◆ Activity ◆
In the entries that follow, which lines hold the string "columns"? List them.

(Source records)

--------------------

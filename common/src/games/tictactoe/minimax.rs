use super::board::Board;
use super::error::BoardError;
use super::evaluator::{DRAW_SCORE, LOSS_SCORE, Score, WIN_SCORE, terminal_score};
use super::types::{Mark, Position};
use super::win_detector::wins_through;

#[derive(Debug, Clone, Copy, PartialEq, Eq)]
pub struct SearchResult {
    /// `None` when the search bottomed out without trying a move.
    pub position: Option<Position>,
    pub score: Score,
}

impl SearchResult {
    fn leaf(score: Score) -> Self {
        Self {
            position: None,
            score,
        }
    }
}

/// A mark placed for exploration only; the cell is emptied again on drop.
struct Speculation<'a> {
    board: &'a mut Board,
    position: Position,
}

impl<'a> Speculation<'a> {
    fn place(board: &'a mut Board, position: Position, mark: Mark) -> Result<Self, BoardError> {
        board.set(position, mark)?;
        Ok(Self { board, position })
    }

    fn board(&mut self) -> &mut Board {
        &mut *self.board
    }
}

impl Drop for Speculation<'_> {
    fn drop(&mut self) {
        self.board.clear(self.position);
    }
}

/// Plain minimax over every empty cell, `remaining_depth` plies deep.
///
/// Cells are tried in row-major order and a candidate only replaces the
/// current best on a strict improvement, so ties go to the first cell seen.
/// The board is returned exactly as it was received.
pub fn search(
    board: &mut Board,
    remaining_depth: usize,
    to_move: Mark,
    maximizer: Mark,
) -> SearchResult {
    if let Some(score) = terminal_score(board, maximizer) {
        return SearchResult::leaf(score);
    }
    if remaining_depth == 0 || maximizer.opponent().is_none() {
        return SearchResult::leaf(DRAW_SCORE);
    }
    expand(board, remaining_depth, to_move, maximizer)
}

/// Searches a position known to have no winner and at least one empty cell.
/// A child can only be decided by the mark just placed, so only the lines
/// through that cell are checked.
fn expand(
    board: &mut Board,
    remaining_depth: usize,
    to_move: Mark,
    maximizer: Mark,
) -> SearchResult {
    let Some(opponent) = to_move.opponent() else {
        return SearchResult::leaf(DRAW_SCORE);
    };
    let maximizing = to_move == maximizer;
    let won = if maximizing { WIN_SCORE } else { LOSS_SCORE };

    let candidates: Vec<Position> = board.empty_cells().collect();
    let mut best: Option<(Position, Score)> = None;

    for position in candidates {
        let score = {
            let Ok(mut speculation) = Speculation::place(board, position, to_move) else {
                continue;
            };
            let child = speculation.board();
            if wins_through(child, position, to_move) {
                won
            } else if remaining_depth == 1 || child.is_full() {
                DRAW_SCORE
            } else {
                expand(child, remaining_depth - 1, opponent, maximizer).score
            }
        };

        let improves = match best {
            None => true,
            Some((_, best_score)) if maximizing => score > best_score,
            Some((_, best_score)) => score < best_score,
        };
        if improves {
            best = Some((position, score));
        }
    }

    match best {
        Some((position, score)) => SearchResult {
            position: Some(position),
            score,
        },
        None => SearchResult::leaf(DRAW_SCORE),
    }
}
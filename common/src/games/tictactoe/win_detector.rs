use super::board::Board;
use super::types::{Mark, Position, WinningLine};

/// A run of `win_length` consecutive coordinates that wins when uniformly marked.
#[derive(Debug, Clone, PartialEq, Eq)]
pub struct Line {
    cells: Vec<Position>,
}

impl Line {
    fn new(cells: Vec<Position>) -> Self {
        Self { cells }
    }

    pub fn cells(&self) -> &[Position] {
        &self.cells
    }

    pub fn start(&self) -> Position {
        self.cells[0]
    }

    pub fn end(&self) -> Position {
        self.cells[self.cells.len() - 1]
    }
}

pub fn line_count(size: usize, win_length: usize) -> usize {
    (size + 1)
        .checked_sub(win_length)
        .map_or(0, |span| (2 * size + 2) * span)
}

#[derive(Clone, Copy)]
enum Direction {
    Right,
    Down,
    DownRight,
    DownLeft,
}

/// A window described by its first cell and direction; cells are computed on demand.
#[derive(Clone, Copy)]
struct Window {
    start: Position,
    direction: Direction,
}

impl Window {
    fn new(row: usize, col: usize, direction: Direction) -> Self {
        Self {
            start: Position::new(row, col),
            direction,
        }
    }

    fn cell(&self, offset: usize) -> Position {
        let Position { row, col } = self.start;
        match self.direction {
            Direction::Right => Position::new(row, col + offset),
            Direction::Down => Position::new(row + offset, col),
            Direction::DownRight => Position::new(row + offset, col + offset),
            // Out-of-range columns wrap and are rejected by `Board::get`.
            Direction::DownLeft => Position::new(row + offset, col.wrapping_sub(offset)),
        }
    }

    fn is_filled_with(&self, board: &Board, mark: Mark) -> bool {
        (0..board.win_length()).all(|offset| board.get(self.cell(offset)) == Ok(mark))
    }
}

/// Windows in scan order: rows, columns, main diagonal, anti-diagonal.
fn windows(size: usize, win_length: usize) -> impl Iterator<Item = Window> {
    let span = (size + 1).saturating_sub(win_length);
    let rows = (0..size)
        .flat_map(move |row| (0..span).map(move |col| Window::new(row, col, Direction::Right)));
    let cols = (0..size)
        .flat_map(move |col| (0..span).map(move |row| Window::new(row, col, Direction::Down)));
    let main_diagonal = (0..span).map(|i| Window::new(i, i, Direction::DownRight));
    let anti_diagonal = (0..span).map(move |i| Window::new(i, size - 1 - i, Direction::DownLeft));
    rows.chain(cols).chain(main_diagonal).chain(anti_diagonal)
}

/// Every row and column window, plus windows along the main diagonal and the
/// anti-diagonal. Shorter diagonals parallel to those two are not scanned.
pub fn lines_for(board: &Board) -> Vec<Line> {
    let win_length = board.win_length();
    windows(board.size(), win_length)
        .map(|window| Line::new((0..win_length).map(|i| window.cell(i)).collect()))
        .collect()
}

pub fn has_win(board: &Board, mark: Mark) -> bool {
    if mark == Mark::Empty {
        return false;
    }
    windows(board.size(), board.win_length()).any(|window| window.is_filled_with(board, mark))
}

/// Whether `mark` at `position` is part of a completed window. Only windows
/// through `position` are checked, so on a board without a winner this tells
/// whether the mark just placed there won the game.
pub fn wins_through(board: &Board, position: Position, mark: Mark) -> bool {
    if mark == Mark::Empty || board.get(position) != Ok(mark) {
        return false;
    }

    let size = board.size();
    let win_length = board.win_length();
    let starts = |along: usize| along.saturating_sub(win_length - 1)..=along.min(size - win_length);
    let filled = |window: Window| window.is_filled_with(board, mark);
    let Position { row, col } = position;

    starts(col).any(|c| filled(Window::new(row, c, Direction::Right)))
        || starts(row).any(|r| filled(Window::new(r, col, Direction::Down)))
        || (row == col && starts(row).any(|i| filled(Window::new(i, i, Direction::DownRight))))
        || (row + col == size - 1
            && starts(row).any(|i| filled(Window::new(i, size - 1 - i, Direction::DownLeft))))
}

pub fn is_terminal(board: &Board) -> bool {
    has_win(board, Mark::X) || has_win(board, Mark::O) || board.is_full()
}

pub fn check_win(board: &Board) -> Option<Mark> {
    check_win_with_line(board).map(|line| line.mark)
}

pub fn check_win_with_line(board: &Board) -> Option<WinningLine> {
    let win_length = board.win_length();
    for window in windows(board.size(), win_length) {
        let mark = match board.get(window.start) {
            Ok(Mark::Empty) | Err(_) => continue,
            Ok(mark) => mark,
        };
        if window.is_filled_with(board, mark) {
            return Some(WinningLine::new(mark, window.start, window.cell(win_length - 1)));
        }
    }
    None
}
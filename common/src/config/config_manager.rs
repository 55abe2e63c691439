use std::cell::RefCell;
use std::path::PathBuf;
use serde::{Deserialize, Serialize};

use super::{
    ConfigContentProvider, ConfigSerializer, FileContentConfigProvider, Validate,
    YamlConfigSerializer,
};

/// Loads, validates and caches a settings value. A missing source yields
/// `TConfig::default()` without caching it, so a later write still wins.
pub struct ConfigManager<TConfigContentProvider, TConfig, TConfigSerializer = YamlConfigSerializer>
where
    TConfigContentProvider: ConfigContentProvider,
    TConfig: Clone + for<'de> Deserialize<'de> + Serialize + Validate + Default,
    TConfigSerializer: ConfigSerializer<TConfig>,
{
    config_serializer: TConfigSerializer,
    config_content_provider: TConfigContentProvider,
    config: RefCell<Option<TConfig>>,
}

impl<TConfig> ConfigManager<FileContentConfigProvider, TConfig, YamlConfigSerializer>
where
    TConfig: Clone + for<'de> Deserialize<'de> + Serialize + Validate + Default,
{
    pub fn from_yaml_file(file_path: impl Into<PathBuf>) -> Self {
        Self::new(
            FileContentConfigProvider::new(file_path),
            YamlConfigSerializer::new(),
        )
    }
}

impl<TConfigContentProvider, TConfig, TConfigSerializer>
    ConfigManager<TConfigContentProvider, TConfig, TConfigSerializer>
where
    TConfigContentProvider: ConfigContentProvider,
    TConfig: Clone + for<'de> Deserialize<'de> + Serialize + Validate + Default,
    TConfigSerializer: ConfigSerializer<TConfig>,
{
    pub fn new(
        config_content_provider: TConfigContentProvider,
        config_serializer: TConfigSerializer,
    ) -> Self {
        Self {
            config: RefCell::new(None),
            config_content_provider,
            config_serializer,
        }
    }

    pub fn get_config(&self) -> Result<TConfig, String> {
        if let Some(config) = self.config.borrow().as_ref() {
            return Ok(config.clone());
        }

        let Some(config_data) = self.config_content_provider.get_config_content()? else {
            return Ok(TConfig::default());
        };

        let config = self.config_serializer.deserialize(&config_data)?;
        config
            .validate()
            .map_err(|e| format!("Settings validation error: {}", e))?;

        *self.config.borrow_mut() = Some(config.clone());
        Ok(config)
    }

    pub fn set_config(&self, config: &TConfig) -> Result<(), String> {
        config
            .validate()
            .map_err(|e| format!("Settings validation error: {}", e))?;

        let serialized_config = self.config_serializer.serialize(config)?;
        self.config_content_provider
            .set_config_content(&serialized_config)?;

        *self.config.borrow_mut() = Some(config.clone());
        Ok(())
    }
}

--------------------

◆ Problem solution ◆
            // Out-of-range columns wrap and are rejected by `Board::get`.
/// Windows in scan order: rows, columns, main diagonal, anti-diagonal.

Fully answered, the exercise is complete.